Xencor Reacquires CD20 x CD3 Bispecific T-Cell Engager

Xencor, Inc., a biopharmaceutical company based in Pasadena, California, announced on June 13, 2024, that it will regain exclusive global rights to plamotamab, a CD20 x CD3 bispecific T-cell engager. This decision follows the completion of Phase 1 clinical trials for plamotamab in treating hematologic cancers. Initially, in 2021, Xencor had entered into a collaboration and licensing agreement with Janssen Biotech, Inc., under which Janssen held rights to develop and commercialize plamotamab, along with other B-cell targeting bispecific antibodies designed to conditionally activate T cells via the CD28 co-stimulatory receptor. Xencor successfully completed patient enrollment for the Phase 1 study of plamotamab by the end of 2023.

Janssen has now decided to terminate its rights to plamotamab while retaining rights to other B-cell targeting CD28 bispecific antibodies, specifically JNJ-9401 (PSMA x CD28) and JNJ-1493 (CD20 x CD28). Bassil Dahiyat, President and CEO of Xencor, emphasized that plamotamab is poised for Phase 2 development and that the company will assess its potential to meet unmet medical needs. Dahiyat also underscored that Xencor's CD28 platform remains active in two ongoing collaborations with Janssen. These collaborations encompass JNJ-9401 and JNJ-1493, both of which entered clinical development in the fourth quarter of 2023 and target prostate cancer and B-cell malignancies respectively.

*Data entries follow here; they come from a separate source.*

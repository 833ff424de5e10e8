//! Symbolic score: timed note events grouped into instrument tracks, and
//! their serialization as a Standard MIDI File.

use std::fs::File;
use std::io::{BufWriter, Write};
use std::path::Path;

use log::debug;
use midly::num::{u15, u24, u28, u4, u7};
use midly::{Format, Header, MetaMessage, MidiMessage, PitchBend, Smf, Timing, TrackEvent, TrackEventKind};

use crate::error::{Error, Result};
use crate::mapping::MIDI_MAX;

/// MIDI ticks per quarter note.
pub const TICKS_PER_BEAT: u16 = 500;

/// Default tempo: 120 BPM. Together with [`TICKS_PER_BEAT`] one tick lasts
/// exactly one millisecond.
pub const DEFAULT_TEMPO_US_PER_BEAT: u32 = 500_000;

const MAX_CHANNEL: u8 = 15;
const MAX_DELTA: u64 = (1 << 28) - 1;

/// One sounding note.
#[derive(Debug, Clone, Copy, PartialEq, Eq)]
pub struct NoteEvent {
    pub channel: u8,
    pub pitch: u8,
    pub velocity: u8,
    pub start_ms: u64,
    pub duration_ms: u64,
    /// Pitch-wheel value sent right after the note-on, in `-8192..=8191`.
    pub pitch_bend: Option<i16>,
}

impl NoteEvent {
    pub fn end_ms(&self) -> u64 {
        self.start_ms + self.duration_ms
    }
}

/// A single instrument voice on its own MIDI channel.
#[derive(Debug, Clone, PartialEq)]
pub struct Track {
    pub name: String,
    pub channel: u8,
    pub program: u8,
    notes: Vec<NoteEvent>,
    /// Mid-track instrument switches as `(time_ms, program)`.
    program_changes: Vec<(u64, u8)>,
}

fn check_data_byte(what: &str, value: u8) -> Result<()> {
    if value > MIDI_MAX {
        return Err(Error::invalid(format!("{what} {value} is outside 0..=127")));
    }
    Ok(())
}

impl Track {
    pub fn new(name: impl Into<String>, channel: u8, program: u8) -> Result<Self> {
        if channel > MAX_CHANNEL {
            return Err(Error::invalid(format!("channel {channel} is outside 0..=15")));
        }
        check_data_byte("program", program)?;
        Ok(Track {
            name: name.into(),
            channel,
            program,
            notes: Vec::new(),
            program_changes: Vec::new(),
        })
    }

    /// Append a note. Start times must be non-decreasing within a track.
    pub fn push(&mut self, note: NoteEvent) -> Result<()> {
        if note.channel != self.channel {
            return Err(Error::invalid(format!(
                "note on channel {} pushed to track '{}' on channel {}",
                note.channel, self.name, self.channel
            )));
        }
        check_data_byte("pitch", note.pitch)?;
        check_data_byte("velocity", note.velocity)?;
        if let Some(last) = self.notes.last() {
            if note.start_ms < last.start_ms {
                return Err(Error::invalid(format!(
                    "track '{}': note at {} ms after note at {} ms",
                    self.name, note.start_ms, last.start_ms
                )));
            }
        }
        self.notes.push(note);
        Ok(())
    }

    /// Switch instrument at `at_ms`; takes effect before notes starting then.
    pub fn change_program(&mut self, at_ms: u64, program: u8) -> Result<()> {
        check_data_byte("program", program)?;
        self.program_changes.push((at_ms, program));
        Ok(())
    }

    pub fn notes(&self) -> &[NoteEvent] {
        &self.notes
    }

    pub fn program_changes(&self) -> &[(u64, u8)] {
        &self.program_changes
    }

    /// Time the last note stops sounding.
    pub fn end_ms(&self) -> u64 {
        self.notes.iter().map(NoteEvent::end_ms).max().unwrap_or(0)
    }
}

/// A complete multi-track score.
#[derive(Debug, Clone, PartialEq)]
pub struct Score {
    pub tempo_us_per_beat: u32,
    pub tracks: Vec<Track>,
}

impl Default for Score {
    fn default() -> Self {
        Score {
            tempo_us_per_beat: DEFAULT_TEMPO_US_PER_BEAT,
            tracks: Vec::new(),
        }
    }
}

// Event ordering at equal timestamps.
const ORDER_OFF: u8 = 0;
const ORDER_PROGRAM: u8 = 1;
const ORDER_ON: u8 = 2;
const ORDER_BEND: u8 = 3;

impl Score {
    pub fn note_count(&self) -> usize {
        self.tracks.iter().map(|t| t.notes.len()).sum()
    }

    pub fn duration_ms(&self) -> u64 {
        self.tracks.iter().map(Track::end_ms).max().unwrap_or(0)
    }

    pub fn track(&self, name: &str) -> Option<&Track> {
        self.tracks.iter().find(|t| t.name == name)
    }

    fn ms_to_ticks(&self, ms: u64) -> u64 {
        ms * TICKS_PER_BEAT as u64 * 1000 / self.tempo_us_per_beat.max(1) as u64
    }

    fn track_events<'a>(&self, index: usize, track: &'a Track) -> Result<Vec<TrackEvent<'a>>> {
        let channel = u4::new(track.channel);
        let midi = |message| TrackEventKind::Midi { channel, message };

        let mut timed: Vec<(u64, u8, TrackEventKind<'a>)> = Vec::new();
        timed.push((
            0,
            ORDER_PROGRAM,
            midi(MidiMessage::ProgramChange { program: u7::new(track.program) }),
        ));
        for &(at, program) in &track.program_changes {
            timed.push((
                self.ms_to_ticks(at),
                ORDER_PROGRAM,
                midi(MidiMessage::ProgramChange { program: u7::new(program) }),
            ));
        }
        for note in &track.notes {
            let key = u7::new(note.pitch);
            let on = self.ms_to_ticks(note.start_ms);
            timed.push((on, ORDER_ON, midi(MidiMessage::NoteOn { key, vel: u7::new(note.velocity) })));
            if let Some(bend) = note.pitch_bend {
                timed.push((
                    on,
                    ORDER_BEND,
                    midi(MidiMessage::PitchBend { bend: PitchBend::from_int(bend) }),
                ));
            }
            timed.push((
                self.ms_to_ticks(note.end_ms()),
                ORDER_OFF,
                midi(MidiMessage::NoteOff { key, vel: u7::new(0) }),
            ));
        }
        timed.sort_by_key(|(tick, order, _)| (*tick, *order));

        let mut events = vec![TrackEvent {
            delta: u28::new(0),
            kind: TrackEventKind::Meta(MetaMessage::TrackName(track.name.as_bytes())),
        }];
        if index == 0 {
            events.push(TrackEvent {
                delta: u28::new(0),
                kind: TrackEventKind::Meta(MetaMessage::Tempo(u24::new(self.tempo_us_per_beat))),
            });
        }
        let mut now = 0u64;
        for (tick, _, kind) in timed {
            let delta = tick - now;
            if delta > MAX_DELTA {
                return Err(Error::invalid(format!(
                    "track '{}': gap of {delta} ticks does not fit a MIDI delta",
                    track.name
                )));
            }
            events.push(TrackEvent {
                delta: u28::new(delta as u32),
                kind,
            });
            now = tick;
        }
        events.push(TrackEvent {
            delta: u28::new(0),
            kind: TrackEventKind::Meta(MetaMessage::EndOfTrack),
        });
        Ok(events)
    }

    /// Encode as a format-1 Standard MIDI File.
    pub fn to_midi_bytes(&self) -> Result<Vec<u8>> {
        if self.tempo_us_per_beat == 0 || self.tempo_us_per_beat > 0xFF_FFFF {
            return Err(Error::invalid(format!(
                "tempo {} µs/beat does not fit a MIDI tempo event",
                self.tempo_us_per_beat
            )));
        }
        let tracks = self
            .tracks
            .iter()
            .enumerate()
            .map(|(i, t)| self.track_events(i, t))
            .collect::<Result<Vec<_>>>()?;
        let smf = Smf {
            header: Header::new(Format::Parallel, Timing::Metrical(u15::new(TICKS_PER_BEAT))),
            tracks,
        };
        let mut bytes = Vec::new();
        smf.write_std(&mut bytes)?;
        Ok(bytes)
    }

    /// Write the score as a MIDI file at `path`.
    pub fn write_midi(&self, path: &Path) -> Result<()> {
        let bytes = self.to_midi_bytes()?;
        let mut out = BufWriter::new(File::create(path)?);
        out.write_all(&bytes)?;
        out.flush()?;
        debug!(
            "wrote {} notes on {} tracks to {}",
            self.note_count(),
            self.tracks.len(),
            path.display()
        );
        Ok(())
    }
}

Under the existing collaboration agreements, Xencor and Janssen have conducted joint research to discover XmAb® bispecific antibodies targeting CD28 and other select targets. While Janssen holds exclusive global rights to develop and commercialize the products identified, it has progressed JNJ-9401 and JNJ-1493 into Phase 1 clinical trials. Xencor stands to benefit from development, regulatory, and sales-based milestone payments, alongside tiered royalties on net sales of approved products ranging from high-single to low-double digit percentages.

Upon achieving clinical proof-of-concept for each program, Xencor has the option to co-fund part of the development costs—20% for JNJ-9401 or 15% for JNJ-1493 and other B-cell targeting bispecifics. Additionally, Xencor can opt to perform up to 30% of detailing efforts in the United States. If these options are exercised, Xencor would be eligible for tiered royalties ranging from low-double digits to mid-teens percentages.

Plamotamab is an investigational bispecific antibody that leverages Xencor’s XmAb® technology. It contains domains that bind to CD20 and CD3, stimulating T cells to target and kill CD20-expressing cells effectively. Data from the Phase 1 study demonstrated that intravenously administered plamotamab was generally well tolerated and showed promising clinical activity in patients with B-cell malignancies.

Xencor is dedicated to developing engineered antibodies for treating cancer and other serious diseases. Over 20 candidates using the company's XmAb® technology are currently in clinical development, and three XmAb medicines are marketed through partnerships. Xencor's XmAb engineering technology facilitates small structural changes to proteins, leading to new therapeutic mechanisms.